Introduction/Background To describe the clinical and sonographic characteristics of extra-gastrointestinal stromal tumors (eGISTs).
Methodology This is a retrospective multicentric study. From the database of 9 large European gynecologic oncology centers we identified patients with a histological diagnosis of eGIST, who had undergone preoperative ultrasound. One author from each center reviewed stored images and ultrasound reports, and described the lesions using IOTA and MUSA nomenclatures following ultrasound evaluation form. In addition, clinical information, surgical and pathological reports were recorded.
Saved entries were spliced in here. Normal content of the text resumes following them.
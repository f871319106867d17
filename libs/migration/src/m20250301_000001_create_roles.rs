use sea_orm_migration::{prelude::*, schema::*};

#[derive(DeriveMigrationName)]
pub struct Migration;

#[async_trait::async_trait]
impl MigrationTrait for Migration {
    async fn up(&self, manager: &SchemaManager) -> Result<(), DbErr> {
        manager
            .create_table(
                Table::create()
                    .table(Roles::Table)
                    .if_not_exists()
                    .col(pk_uuid(Roles::Id))
                    .col(string(Roles::Name).unique_key())
                    .col(text(Roles::Description).default(""))
                    .col(
                        timestamp_with_time_zone(Roles::CreatedAt)
                            .default(Expr::current_timestamp()),
                    )
                    .col(
                        timestamp_with_time_zone(Roles::UpdatedAt)
                            .default(Expr::current_timestamp()),
                    )
                    .to_owned(),
            )
            .await?;

        manager
            .create_index(
                Index::create()
                    .name("idx_roles_updated_at")
                    .table(Roles::Table)
                    .col(Roles::UpdatedAt)
                    .to_owned(),
            )
            .await?;

        manager
            .get_connection()
            .execute_unprepared(
                r#"
                CREATE TRIGGER roles_touch_updated_at
                    BEFORE UPDATE ON roles
                    FOR EACH ROW
                    EXECUTE FUNCTION util.touch_updated_at()
                "#,
            )
            .await?;

        Ok(())
    }

    async fn down(&self, manager: &SchemaManager) -> Result<(), DbErr> {
        manager
            .get_connection()
            .execute_unprepared("DROP TRIGGER IF EXISTS roles_touch_updated_at ON roles")
            .await?;

        manager
            .drop_table(Table::drop().table(Roles::Table).to_owned())
            .await?;

        Ok(())
    }
}

#[derive(DeriveIden)]
pub(crate) enum Roles {
    Table,
    Id,
    Name,
    Description,
    CreatedAt,
    UpdatedAt,
}
use axum::{
    Json, Router,
    extract::State,
    http::StatusCode,
    response::IntoResponse,
    routing::get,
};
use axum_helpers::{
    UuidPath, ValidatedJson, ValidatedQuery,
    errors::responses::{
        BadRequestUuidResponse, BadRequestValidationResponse, InternalServerErrorResponse,
        NotFoundResponse, UnauthorizedResponse,
    },
};
use core_crud::{CrudService, FindParams};
use std::sync::Arc;
use utoipa::OpenApi;

use crate::error::{UserError, UserResult};
use crate::models::{
    CreateUserDto, FindUsersDto, UpdateUserDto, UserPermissionsResponse, UserResponse, UsersPage,
};
use crate::password::PasswordHasher;
use crate::repository::UserRepository;
use crate::service::UsersService;

pub const TAG: &str = "users";

/// OpenAPI documentation for Users API
#[derive(OpenApi)]
#[openapi(
    paths(list_users, create_user, get_user, update_user, delete_user, get_user_permissions),
    components(
        schemas(
            UserResponse,
            UsersPage,
            UserPermissionsResponse,
            CreateUserDto,
            UpdateUserDto,
            FindParams
        ),
        responses(
            NotFoundResponse,
            BadRequestValidationResponse,
            BadRequestUuidResponse,
            UnauthorizedResponse,
            InternalServerErrorResponse
        )
    ),
    tags(
        (name = TAG, description = "User management endpoints")
    )
)]
pub struct ApiDoc;

type SharedService<R, H> = Arc<UsersService<R, H>>;

/// Create the users router with all HTTP endpoints
pub fn router<R, H>(service: UsersService<R, H>) -> Router
where
    R: UserRepository + 'static,
    H: PasswordHasher + 'static,
{
    let shared_service = Arc::new(service);

    Router::new()
        .route("/", get(list_users).post(create_user))
        .route("/{id}", get(get_user).put(update_user).delete(delete_user))
        .route("/{id}/permissions", get(get_user_permissions))
        .with_state(shared_service)
}

/// List users with filters, sorting and pagination
#[utoipa::path(
    get,
    path = "",
    tag = TAG,
    params(FindParams),
    responses(
        (status = 200, description = "Page of users", body = UsersPage),
        (status = 400, response = BadRequestValidationResponse),
        (status = 401, response = UnauthorizedResponse),
        (status = 500, response = InternalServerErrorResponse)
    )
)]
async fn list_users<R: UserRepository, H: PasswordHasher>(
    State(service): State<SharedService<R, H>>,
    ValidatedQuery(dto): ValidatedQuery<FindUsersDto>,
) -> UserResult<Json<UsersPage>> {
    let page = service.find(&dto).await?.map(UserResponse::from);
    Ok(Json(UsersPage {
        data: page.data,
        total: page.total,
    }))
}

/// Create a new user
#[utoipa::path(
    post,
    path = "",
    tag = TAG,
    request_body = CreateUserDto,
    responses(
        (status = 201, description = "User created successfully", body = UserResponse),
        (status = 400, response = BadRequestValidationResponse),
        (status = 401, response = UnauthorizedResponse),
        (status = 500, response = InternalServerErrorResponse)
    )
)]
async fn create_user<R: UserRepository, H: PasswordHasher>(
    State(service): State<SharedService<R, H>>,
    ValidatedJson(input): ValidatedJson<CreateUserDto>,
) -> UserResult<impl IntoResponse> {
    let user = service.create(input).await?;
    Ok((StatusCode::CREATED, Json(UserResponse::from(user))))
}

/// Get a user by ID
#[utoipa::path(
    get,
    path = "/{id}",
    tag = TAG,
    params(
        ("id" = Uuid, Path, description = "User ID")
    ),
    responses(
        (status = 200, description = "User found", body = UserResponse),
        (status = 400, response = BadRequestUuidResponse),
        (status = 404, response = NotFoundResponse),
        (status = 500, response = InternalServerErrorResponse)
    )
)]
async fn get_user<R: UserRepository, H: PasswordHasher>(
    State(service): State<SharedService<R, H>>,
    UuidPath(id): UuidPath,
) -> UserResult<Json<UserResponse>> {
    let user = service.get_user(id).await?;
    Ok(Json(user.into()))
}

/// Replace a user's username, password and role
#[utoipa::path(
    put,
    path = "/{id}",
    tag = TAG,
    params(
        ("id" = Uuid, Path, description = "User ID")
    ),
    request_body = UpdateUserDto,
    responses(
        (status = 200, description = "User updated successfully", body = UserResponse),
        (status = 400, response = BadRequestValidationResponse),
        (status = 404, response = NotFoundResponse),
        (status = 500, response = InternalServerErrorResponse)
    )
)]
async fn update_user<R: UserRepository, H: PasswordHasher>(
    State(service): State<SharedService<R, H>>,
    UuidPath(id): UuidPath,
    ValidatedJson(input): ValidatedJson<UpdateUserDto>,
) -> UserResult<Json<UserResponse>> {
    let user = service.update(id, input).await?;
    Ok(Json(user.into()))
}

/// Delete a user
#[utoipa::path(
    delete,
    path = "/{id}",
    tag = TAG,
    params(
        ("id" = Uuid, Path, description = "User ID")
    ),
    responses(
        (status = 204, description = "User deleted successfully"),
        (status = 400, response = BadRequestUuidResponse),
        (status = 404, response = NotFoundResponse),
        (status = 500, response = InternalServerErrorResponse)
    )
)]
async fn delete_user<R: UserRepository, H: PasswordHasher>(
    State(service): State<SharedService<R, H>>,
    UuidPath(id): UuidPath,
) -> UserResult<StatusCode> {
    service.remove(id).await?;
    Ok(StatusCode::NO_CONTENT)
}

/// Get a user with the allowed permissions of their role
#[utoipa::path(
    get,
    path = "/{id}/permissions",
    tag = TAG,
    params(
        ("id" = Uuid, Path, description = "User ID")
    ),
    responses(
        (status = 200, description = "User with allowed permissions", body = UserPermissionsResponse),
        (status = 400, response = BadRequestUuidResponse),
        (status = 404, response = NotFoundResponse),
        (status = 500, response = InternalServerErrorResponse)
    )
)]
async fn get_user_permissions<R: UserRepository, H: PasswordHasher>(
    State(service): State<SharedService<R, H>>,
    UuidPath(id): UuidPath,
) -> UserResult<Json<UserPermissionsResponse>> {
    let user = service
        .get_user_with_permissions(id)
        .await?
        .ok_or(UserError::NotFound(id))?;
    Ok(Json(user.into()))
}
Results Thirty-five women with eGISTs were identified, 17 incidental findings and 18 symptomatic cases. Median age was 57 years (range 21–85). Two patients (6%) had ascites and median CA 125 was 23 U/mL (range 7–403 U/mL). The vast majority of eGISTs were intraperitoneal lesions (33/35, 94%) with few retroperitoneally (2/35, 6%). The most common site was abdomen (23/35, 65.7%), and 12 lesions (34%) were in the pelvis. eGISTs were typically large (median of 79 mm) and solid tumors (31/35, 89%), the remaining eGISTs were multilocular-solid tumors (4/35, 11%). The tumor shape was mainly lobulated (20/35, 57%) or irregular (10/35, 29%). The echogenicity of solid tumors was less often uniform (8/35, 23%) but always hypoechogenic. More frequently solid tumors were non-uniform due to mixed echogenicity (13/27, 40%) or small irregular cysts (14/27, 37%). eGISTs were typically richly vascularized (color score 3 and 4, 31/35, 89%) with no shadowing (31/35, 89%). Based on pattern recognition, eGISTs were usually correctly classified as malignant lesion (32/35, 91%) and the specific diagnosis of eGIST was the most frequent among the presumed diagnosis (16/35, 46%).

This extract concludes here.